April 04, 2023 (Source) – First Phosphate Corp. (CSE: PHOS) (FSE: KD0) (“First Phosphate” or the “Company“) is pleased to announce that it intends to complete a non-brokered private placement for gross proceeds of up to $2,000,000 (the “Offering“) or such greater amount as the Company may determine.
The Company intends to issue up to 1,250,000 flow-through units (“FT Units“), or such greater amount as the Company may determine, at a price of $0.80 per FT Unit. Each FT Unit will be comprised of (i) one (1) common share of the Company that will qualify as “flow-through shares” (within the meaning of subsection 66(15) of the Income Tax Act (Canada) (the “FT Shares“); and (ii) one half of one common share purchase warrant (each a “Warrant“) exercisable for one non-flow-through share in the capital of the Company (a “Share“) at a price of $1.25 for 36 months following closing of the Offering.
The Company also intends to issue up to 1,428,571 hard dollar units (“HD Units“), or such greater amount as the Company may determine, at a price of $0.70 per HD Unit. Each HD Unit will be comprised of (i) one (1) Share; and (ii) one half of one Warrant.
The Company can elect to accelerate the expiry date of the Warrants in the event that the volume-weighted average trading price of the Shares on the Canadian Securities Exchange equals or exceeds $2.00 for any five (5) consecutive trading days, in which case the Warrants will expire thirty (30) days after the date that the Company issues a press release triggering the acceleration.

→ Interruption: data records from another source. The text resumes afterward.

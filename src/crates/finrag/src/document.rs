//! Retrieved documents.

use serde::{Deserialize, Serialize};

/// Metadata attached to a chunk at ingestion
#[derive(Debug, Clone, Default, PartialEq, Serialize, Deserialize)]
pub struct DocumentMetadata {
    #[serde(default, skip_serializing_if = "Option::is_none")]
    pub company_name: Option<String>,
    #[serde(default, skip_serializing_if = "Option::is_none")]
    pub year: Option<String>,
    #[serde(default, skip_serializing_if = "Option::is_none")]
    pub quarter: Option<String>,
    /// Filing type, e.g. `10-K`
    #[serde(default, rename = "type", skip_serializing_if = "Option::is_none")]
    pub doc_type: Option<String>,
    #[serde(default, skip_serializing_if = "Option::is_none")]
    pub topic: Option<String>,
    /// 10-K item, e.g. `Item 1A`
    #[serde(default, rename = "item_10K", skip_serializing_if = "Option::is_none")]
    pub item_10k: Option<String>,
    #[serde(default)]
    pub is_table_value: bool,
    #[serde(default, skip_serializing_if = "Option::is_none")]
    pub page_no: Option<u32>,
    /// File name or URL
    #[serde(default, skip_serializing_if = "Option::is_none")]
    pub source: Option<String>,
}

impl DocumentMetadata {
    /// Value of a filterable key as text
    pub fn field(&self, key: &str) -> Option<String> {
        match key {
            "company_name" => self.company_name.clone(),
            "year" => self.year.clone(),
            "quarter" => self.quarter.clone(),
            "type" => self.doc_type.clone(),
            "topic" => self.topic.clone(),
            "item_10K" => self.item_10k.clone(),
            "is_table_value" => Some(self.is_table_value.to_string()),
            "page_no" => self.page_no.map(|p| p.to_string()),
            "source" => self.source.clone(),
            _ => None,
        }
    }
}

/// A retrieved unit of text. Immutable once returned by a retriever.
#[derive(Debug, Clone, PartialEq, Serialize, Deserialize)]
pub struct Document {
    /// Identifier used in citations
    pub id: String,
    pub content: String,
    #[serde(default)]
    pub metadata: DocumentMetadata,
    /// Similarity to the query, higher is closer
    #[serde(default)]
    pub score: f32,
}

impl Document {
    pub fn new(id: impl Into<String>, content: impl Into<String>) -> Self {
        Self {
            id: id.into(),
            content: content.into(),
            metadata: DocumentMetadata::default(),
            score: 0.0,
        }
    }

    pub fn with_metadata(mut self, metadata: DocumentMetadata) -> Self {
        self.metadata = metadata;
        self
    }

    pub fn with_score(mut self, score: f32) -> Self {
        self.score = score;
        self
    }

    /// Whether the document came from web search rather than the filings
    pub fn is_web(&self) -> bool {
        self.id.starts_with(WEB_ID_PREFIX)
    }

    /// One block of prompt context: `[id] (company year type) content`
    pub fn as_context(&self) -> String {
        let meta = &self.metadata;
        let label: Vec<&str> = [&meta.company_name, &meta.year, &meta.doc_type]
            .into_iter()
            .filter_map(|v| v.as_deref())
            .collect();
        if label.is_empty() {
            format!("[{}] {}", self.id, self.content)
        } else {
            format!("[{}] ({}) {}", self.id, label.join(" "), self.content)
        }
    }
}

/// Prefix of identifiers given to web results
pub const WEB_ID_PREFIX: &str = "web:";

/// Render documents as numbered prompt context
pub fn render_context(documents: &[Document]) -> String {
    documents
        .iter()
        .map(Document::as_context)
        .collect::<Vec<_>>()
        .join("\n\n")
}

#[cfg(test)]
mod tests {
    use super::*;
    use serde_json::json;

    #[test]
    fn test_metadata_uses_store_field_names() {
        let doc: Document = serde_json::from_value(json!({
            "id": "aapl-2022-p28",
            "content": "Total net sales 394,328",
            "metadata": {"company_name": "Apple", "year": "2022", "type": "10-K", "item_10K": "Item 8", "is_table_value": true}
        }))
        .unwrap();
        assert_eq!(doc.metadata.doc_type.as_deref(), Some("10-K"));
        assert_eq!(doc.metadata.field("item_10K").as_deref(), Some("Item 8"));
        assert_eq!(doc.metadata.field("is_table_value").as_deref(), Some("true"));
        assert_eq!(doc.score, 0.0);
    }

    #[test]
    fn test_context_label() {
        let doc = Document::new("d1", "Revenue grew").with_metadata(DocumentMetadata {
            company_name: Some("Apple".into()),
            year: Some("2022".into()),
            ..Default::default()
        });
        assert_eq!(doc.as_context(), "[d1] (Apple 2022) Revenue grew");
        assert!(!doc.is_web());
        assert!(Document::new("web:https://example.com", "x").is_web());
    }
}
//! Anthropic Claude client.
//!
//! Structured output is obtained by declaring a single tool whose
//! `input_schema` is the requested schema and forcing the model to call it.
//! The tool input is the answer.

use crate::config::RemoteLlmConfig;
use crate::error::{LlmError, Result};
use crate::structured::{StructuredLlm, StructuredRequest};
use async_trait::async_trait;
use reqwest::Client;
use serde::{Deserialize, Serialize};
use serde_json::{json, Value};
use tracing::debug;

const ANTHROPIC_VERSION: &str = "2023-06-01";

/// Anthropic Claude API client.
#[derive(Clone)]
pub struct ClaudeClient {
    config: RemoteLlmConfig,
    client: Client,
}

impl std::fmt::Debug for ClaudeClient {
    fn fmt(&self, f: &mut std::fmt::Formatter<'_>) -> std::fmt::Result {
        f.debug_struct("ClaudeClient")
            .field("base_url", &self.config.base_url)
            .field("model", &self.config.model)
            .finish()
    }
}

impl ClaudeClient {
    /// Create a new Claude client with the given configuration.
    pub fn new(config: RemoteLlmConfig) -> Result<Self> {
        let client = config.http_client()?;
        Ok(Self { config, client })
    }

    fn build_request(&self, request: &StructuredRequest) -> ClaudeRequest {
        let mut input_schema = request.schema.clone();
        if input_schema.get("type").is_none() {
            input_schema = json!({"type": "object", "properties": {"value": input_schema}});
        }
        ClaudeRequest {
            model: self.config.model.clone(),
            system: request.system.clone(),
            messages: vec![ClaudeMessage {
                role: "user".to_string(),
                content: request.prompt.clone(),
            }],
            max_tokens: self.config.max_tokens,
            temperature: self.config.temperature,
            tools: vec![ClaudeTool {
                name: request.schema_name.clone(),
                description: format!("Record the result of the '{}' task.", request.task),
                input_schema,
            }],
            tool_choice: json!({"type": "tool", "name": request.schema_name}),
        }
    }

    fn parse_response(resp: ClaudeResponse, tool_name: &str) -> Result<Value> {
        resp.content
            .into_iter()
            .find(|block| block.content_type == "tool_use" && block.name.as_deref() == Some(tool_name))
            .and_then(|block| block.input)
            .ok_or_else(|| {
                LlmError::InvalidResponse(format!(
                    "no '{tool_name}' tool call in response (stop_reason: {})",
                    resp.stop_reason.unwrap_or_default()
                ))
            })
    }
}

#[async_trait]
impl StructuredLlm for ClaudeClient {
    async fn invoke(&self, request: StructuredRequest) -> Result<Value> {
        let url = format!("{}/v1/messages", self.config.base_url.trim_end_matches('/'));
        let body = self.build_request(&request);
        debug!(task = %request.task, model = %self.config.model, "claude structured call");

        let response = self
            .client
            .post(&url)
            .header("x-api-key", &self.config.api_key)
            .header("anthropic-version", ANTHROPIC_VERSION)
            .header("content-type", "application/json")
            .json(&body)
            .send()
            .await
            .map_err(|e| {
                if e.is_timeout() {
                    LlmError::Timeout(e.to_string())
                } else {
                    LlmError::HttpError(e)
                }
            })?;

        if !response.status().is_success() {
            let status = response.status();
            let error_text = response.text().await.unwrap_or_default();
            // 529: overloaded
            if status.as_u16() == 529 {
                return Err(LlmError::ServiceUnavailable(error_text));
            }
            return Err(LlmError::from_status("Claude", status, error_text));
        }

        let claude_resp: ClaudeResponse = response
            .json()
            .await
            .map_err(|e| LlmError::InvalidResponse(e.to_string()))?;

        let value = Self::parse_response(claude_resp, &request.schema_name)?;
        if request.schema.get("type").is_none() {
            return Ok(value.get("value").cloned().unwrap_or(Value::Null));
        }
        Ok(value)
    }

    fn model_name(&self) -> &str {
        &self.config.model
    }
}

// Claude API types
#[derive(Debug, Serialize)]
struct ClaudeRequest {
    model: String,
    system: String,
    messages: Vec<ClaudeMessage>,
    max_tokens: u32,
    temperature: f32,
    tools: Vec<ClaudeTool>,
    tool_choice: Value,
}

#[derive(Debug, Serialize, Deserialize)]
struct ClaudeMessage {
    role: String,
    content: String,
}

#[derive(Debug, Serialize)]
struct ClaudeTool {
    name: String,
    description: String,
    input_schema: Value,
}

#[derive(Debug, Deserialize)]
struct ClaudeResponse {
    content: Vec<ClaudeContent>,
    stop_reason: Option<String>,
}

#[derive(Debug, Deserialize)]
struct ClaudeContent {
    #[serde(rename = "type")]
    content_type: String,
    name: Option<String>,
    input: Option<Value>,
}

#[cfg(test)]
mod tests {
    use super::*;

    fn client() -> ClaudeClient {
        ClaudeClient::new(RemoteLlmConfig::new(
            "test-key",
            "https://api.anthropic.com",
            "claude-sonnet-4-5",
        ))
        .unwrap()
    }

    fn request(schema: Value) -> StructuredRequest {
        StructuredRequest {
            task: "path_decider".into(),
            system: "Pick a path.".into(),
            prompt: "What is 2+2?".into(),
            schema_name: "PathDecision".into(),
            schema,
        }
    }

    #[test]
    fn test_tool_use_is_forced() {
        let body = serde_json::to_value(client().build_request(&request(json!({"type": "object"})))).unwrap();
        assert_eq!(body["tool_choice"]["type"], "tool");
        assert_eq!(body["tool_choice"]["name"], "PathDecision");
        assert_eq!(body["tools"][0]["input_schema"]["type"], "object");
        assert_eq!(body["system"], "Pick a path.");
    }

    #[test]
    fn test_parse_tool_input() {
        let resp: ClaudeResponse = serde_json::from_value(json!({
            "content": [
                {"type": "text", "text": "thinking"},
                {"type": "tool_use", "name": "PathDecision", "input": {"path": "general"}}
            ],
            "stop_reason": "tool_use"
        }))
        .unwrap();
        let value = ClaudeClient::parse_response(resp, "PathDecision").unwrap();
        assert_eq!(value["path"], "general");
    }

    #[test]
    fn test_missing_tool_call() {
        let resp: ClaudeResponse = serde_json::from_value(json!({
            "content": [{"type": "text", "text": "I won't"}],
            "stop_reason": "end_turn"
        }))
        .unwrap();
        let err = ClaudeClient::parse_response(resp, "PathDecision").unwrap_err();
        assert!(err.to_string().contains("end_turn"));
    }
}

The gross proceeds from the issuance of FT Units will be used to incur “Canadian exploration expenses” that are “flow-through mining expenditures” (as such terms are defined in the Income Tax Act (Canada)) related to the Company’s mineral exploration projects, primarily for drilling at the Company’s Bégin-Lamarche and Lac à l’Orignal properties in Quebec. The proceeds from the issuance of HD Units will be used for general corporate purposes.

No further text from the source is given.